# BRIEF:
Transcribe verbatim the span of lines that opens with the line containing "filename crates/ab-worker/src/thumbnail.rs" and closes with the last line of the data below.

# RAW DATA:
========
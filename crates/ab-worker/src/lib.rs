pub mod compute;
pub mod config;
pub mod error;
pub mod lease;
pub mod metrics;
pub mod session;
pub mod thumbnail;
pub mod transport;
pub mod upload;
pub mod worker;

pub use error::{ComputeError, TransportError, WorkerError};
pub use worker::{Cycle, LoopSettings, WorkerLoop};
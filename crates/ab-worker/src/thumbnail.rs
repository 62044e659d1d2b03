use std::io::Cursor;

use image::{ImageFormat, ImageResult};

pub const THUMBNAIL_SIDE: u32 = 128;

/// Scale a PNG down so its longer side is at most `max_side`, keeping the
/// aspect ratio, and re-encode it as PNG.
pub fn make_thumbnail(png: &[u8], max_side: u32) -> ImageResult<Vec<u8>> {
    let image = image::load_from_memory_with_format(png, ImageFormat::Png)?;
    let thumbnail = if image.width() <= max_side && image.height() <= max_side {
        image
    } else {
        image.thumbnail(max_side, max_side)
    };

    let mut out = Vec::new();
    thumbnail.write_to(&mut Cursor::new(&mut out), ImageFormat::Png)?;
    Ok(out)
}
========
# YOUR SOLUTION:
filename crates/ab-worker/src/thumbnail.rs
repository 62044e659d1d2b03
use std::io::Cursor;

use image::{ImageFormat, ImageResult};

pub const THUMBNAIL_SIDE: u32 = 128;

/// Scale a PNG down so its longer side is at most `max_side`, keeping the
/// aspect ratio, and re-encode it as PNG.
pub fn make_thumbnail(png: &[u8], max_side: u32) -> ImageResult<Vec<u8>> {
    let image = image::load_from_memory_with_format(png, ImageFormat::Png)?;
    let thumbnail = if image.width() <= max_side && image.height() <= max_side {
        image
    } else {
        image.thumbnail(max_side, max_side)
    };

    let mut out = Vec::new();
    thumbnail.write_to(&mut Cursor::new(&mut out), ImageFormat::Png)?;
    Ok(out)
}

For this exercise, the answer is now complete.